How many lines of the data contain the string "categories"? Write the number and nothing more.

• • • • • • •

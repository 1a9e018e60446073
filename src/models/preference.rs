use std::{
    collections::BTreeMap,
    fmt::{Display, Formatter},
};

use chrono::{DateTime, TimeDelta, Utc};
use chrono_tz::Tz;
use serde::{Deserialize, Deserializer, Serialize};

use crate::{error::EngineError, models::channel::ChannelType};

pub const CATEGORY_MESSAGE_RECEIVED: &str = "message_received";
pub const CATEGORY_MESSAGE_ASSIGNED: &str = "message_assigned";
pub const CATEGORY_URGENT_MESSAGE: &str = "urgent_message";

#[derive(Debug, Clone, Copy, PartialEq, Eq, Serialize, Deserialize)]
#[serde(rename_all = "snake_case")]
pub enum FrequencyPolicy {
    Immediate,
    Hourly,
    Daily,
    Weekly,
    UrgentOnly,
}

impl FrequencyPolicy {
    /// Bucket the policy limits sends to. `Immediate` and `UrgentOnly` have no
    /// time bucket; the latter is a hard gate on priority instead.
    pub fn bucket(&self) -> Option<FrequencyBucket> {
        match self {
            FrequencyPolicy::Hourly => Some(FrequencyBucket::Hourly),
            FrequencyPolicy::Daily => Some(FrequencyBucket::Daily),
            FrequencyPolicy::Weekly => Some(FrequencyBucket::Weekly),
            FrequencyPolicy::Immediate | FrequencyPolicy::UrgentOnly => None,
        }
    }
}

#[derive(Debug, Clone, Copy, PartialEq, Eq, Hash, Serialize, Deserialize)]
#[serde(rename_all = "snake_case")]
pub enum FrequencyBucket {
    Hourly,
    Daily,
    Weekly,
}

impl FrequencyBucket {
    pub fn window(&self) -> TimeDelta {
        match self {
            FrequencyBucket::Hourly => TimeDelta::hours(1),
            FrequencyBucket::Daily => TimeDelta::hours(24),
            FrequencyBucket::Weekly => TimeDelta::days(7),
        }
    }

    pub fn as_str(&self) -> &'static str {
        match self {
            FrequencyBucket::Hourly => "hourly",
            FrequencyBucket::Daily => "daily",
            FrequencyBucket::Weekly => "weekly",
        }
    }
}

/// Wall-clock time of day, stored as minutes since local midnight and
/// serialized as `HH:MM`.
#[derive(Debug, Clone, Copy, PartialEq, Eq, PartialOrd, Ord, Serialize, Deserialize)]
#[serde(try_from = "String", into = "String")]
pub struct LocalTime(u16);

impl LocalTime {
    pub fn new(hour: u16, minute: u16) -> Option<Self> {
        (hour < 24 && minute < 60).then_some(Self(hour * 60 + minute))
    }

    pub fn hour(&self) -> u32 {
        u32::from(self.0 / 60)
    }

    pub fn minute(&self) -> u32 {
        u32::from(self.0 % 60)
    }
}

impl TryFrom<String> for LocalTime {
    type Error = String;

    fn try_from(value: String) -> Result<Self, Self::Error> {
        let (hour, minute) = value
            .split_once(':')
            .ok_or_else(|| format!("Invalid time '{}', expected HH:MM", value))?;

        let hour: u16 = hour
            .parse()
            .map_err(|_| format!("Invalid hour in '{}'", value))?;
        let minute: u16 = minute
            .parse()
            .map_err(|_| format!("Invalid minute in '{}'", value))?;

        LocalTime::new(hour, minute).ok_or_else(|| format!("Time out of range: '{}'", value))
    }
}

impl From<LocalTime> for String {
    fn from(value: LocalTime) -> Self {
        value.to_string()
    }
}

impl Display for LocalTime {
    fn fmt(&self, f: &mut Formatter<'_>) -> std::fmt::Result {
        write!(f, "{:02}:{:02}", self.hour(), self.minute())
    }
}

#[derive(Debug, Clone, PartialEq, Serialize, Deserialize)]
pub struct QuietHours {
    pub start: LocalTime,
    pub end: LocalTime,

    /// Falls back to the preference timezone when absent.
    #[serde(default, skip_serializing_if = "Option::is_none")]
    pub timezone: Option<String>,
}

impl QuietHours {
    /// Half-open `[start, end)` containment; `start > end` wraps past midnight
    /// and `start == end` is an empty window.
    pub fn contains(&self, local: LocalTime) -> bool {
        let (start, end, now) = (self.start.0, self.end.0, local.0);

        if start < end {
            now >= start && now < end
        } else if start > end {
            now >= start || now < end
        } else {
            false
        }
    }
}

#[derive(Debug, Clone, PartialEq, Serialize, Deserialize)]
pub struct ChannelSettings {
    pub enabled: bool,
    pub frequency: FrequencyPolicy,

    #[serde(default, skip_serializing_if = "Option::is_none")]
    pub quiet_hours: Option<QuietHours>,
}

impl ChannelSettings {
    pub fn enabled(frequency: FrequencyPolicy) -> Self {
        Self {
            enabled: true,
            frequency,
            quiet_hours: None,
        }
    }

    pub fn disabled() -> Self {
        Self {
            enabled: false,
            frequency: FrequencyPolicy::Immediate,
            quiet_hours: None,
        }
    }
}

#[derive(Debug, Clone, PartialEq, Serialize, Deserialize)]
pub struct NotificationPreference {
    pub user_id: String,
    pub organization_id: String,
    pub global_opt_out: bool,
    pub channels: BTreeMap<ChannelType, ChannelSettings>,

    /// Category name to per-channel switch. A channel absent from a category map
    /// is not overridden.
    #[serde(default)]
    pub categories: BTreeMap<String, BTreeMap<ChannelType, bool>>,

    pub language: String,
    pub timezone: String,
    pub updated_at: DateTime<Utc>,
}

impl NotificationPreference {
    /// Preference materialized the first time an unconfigured user is seen:
    /// email, push and in-app on at immediate frequency, sms and webhook off.
    pub fn default_for(user_id: &str, organization_id: &str) -> Self {
        let channels = BTreeMap::from([
            (
                ChannelType::Email,
                ChannelSettings::enabled(FrequencyPolicy::Immediate),
            ),
            (ChannelType::Sms, ChannelSettings::disabled()),
            (
                ChannelType::Push,
                ChannelSettings::enabled(FrequencyPolicy::Immediate),
            ),
            (
                ChannelType::InApp,
                ChannelSettings::enabled(FrequencyPolicy::Immediate),
            ),
            (ChannelType::Webhook, ChannelSettings::disabled()),
        ]);

        let standard = BTreeMap::from([
            (ChannelType::Email, true),
            (ChannelType::Sms, false),
            (ChannelType::Push, true),
            (ChannelType::InApp, true),
        ]);
        let urgent = BTreeMap::from([
            (ChannelType::Email, true),
            (ChannelType::Sms, true),
            (ChannelType::Push, true),
            (ChannelType::InApp, true),
        ]);

        let categories = BTreeMap::from([
            (CATEGORY_MESSAGE_RECEIVED.to_string(), standard.clone()),
            (CATEGORY_MESSAGE_ASSIGNED.to_string(), standard),
            (CATEGORY_URGENT_MESSAGE.to_string(), urgent),
        ]);

        Self {
            user_id: user_id.to_string(),
            organization_id: organization_id.to_string(),
            global_opt_out: false,
            channels,
            categories,
            language: "en".to_string(),
            timezone: "UTC".to_string(),
            updated_at: Utc::now(),
        }
    }

    pub fn channel(&self, channel: ChannelType) -> Option<&ChannelSettings> {
        self.channels.get(&channel)
    }

    /// `Some(false)` when the category explicitly switches this channel off.
    pub fn category_override(&self, category: &str, channel: ChannelType) -> Option<bool> {
        self.categories
            .get(category)
            .and_then(|channels| channels.get(&channel))
            .copied()
    }

    pub fn apply(&mut self, update: PreferenceUpdate) -> Result<(), EngineError> {
        update.validate()?;

        if let Some(opt_out) = update.global_opt_out {
            self.global_opt_out = opt_out;
        }

        for (channel, change) in update.channels.unwrap_or_default() {
            let settings = self
                .channels
                .entry(channel)
                .or_insert_with(ChannelSettings::disabled);

            if let Some(enabled) = change.enabled {
                settings.enabled = enabled;
            }
            if let Some(frequency) = change.frequency {
                settings.frequency = frequency;
            }
            if let Some(quiet_hours) = change.quiet_hours {
                settings.quiet_hours = quiet_hours;
            }
        }

        for (category, switches) in update.categories.unwrap_or_default() {
            self.categories.entry(category).or_default().extend(switches);
        }

        if let Some(language) = update.language {
            self.language = language;
        }
        if let Some(timezone) = update.timezone {
            self.timezone = timezone;
        }

        self.updated_at = Utc::now();

        Ok(())
    }
}

/// Partial preference change. Absent fields are left untouched.
#[derive(Debug, Clone, Default, Serialize, Deserialize)]
pub struct PreferenceUpdate {
    #[serde(default)]
    pub global_opt_out: Option<bool>,

    #[serde(default)]
    pub channels: Option<BTreeMap<ChannelType, ChannelSettingsUpdate>>,

    #[serde(default)]
    pub categories: Option<BTreeMap<String, BTreeMap<ChannelType, bool>>>,

    #[serde(default)]
    pub language: Option<String>,

    #[serde(default)]
    pub timezone: Option<String>,
}

#[derive(Debug, Clone, Default, Serialize, Deserialize)]
pub struct ChannelSettingsUpdate {
    #[serde(default)]
    pub enabled: Option<bool>,

    #[serde(default)]
    pub frequency: Option<FrequencyPolicy>,

    /// `Some(None)` clears the window; `None` leaves it as is.
    #[serde(default, deserialize_with = "double_option")]
    pub quiet_hours: Option<Option<QuietHours>>,
}

impl PreferenceUpdate {
    fn validate(&self) -> Result<(), EngineError> {
        if let Some(timezone) = &self.timezone {
            parse_timezone(timezone)?;
        }

        let windows = self
            .channels
            .iter()
            .flat_map(|channels| channels.values())
            .filter_map(|change| change.quiet_hours.as_ref().and_then(Option::as_ref));

        for window in windows {
            if let Some(timezone) = &window.timezone {
                parse_timezone(timezone)?;
            }
        }

        Ok(())
    }
}

pub fn parse_timezone(timezone: &str) -> Result<Tz, EngineError> {
    timezone
        .parse::<Tz>()
        .map_err(|_| EngineError::Validation(format!("Invalid timezone: {}", timezone)))
}

fn double_option<'de, D, T>(deserializer: D) -> Result<Option<Option<T>>, D::Error>
where
    D: Deserializer<'de>,
    T: Deserialize<'de>,
{
    Option::<T>::deserialize(deserializer).map(Some)
}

• • • • • • •

• EXERCISE SOLUTION:
7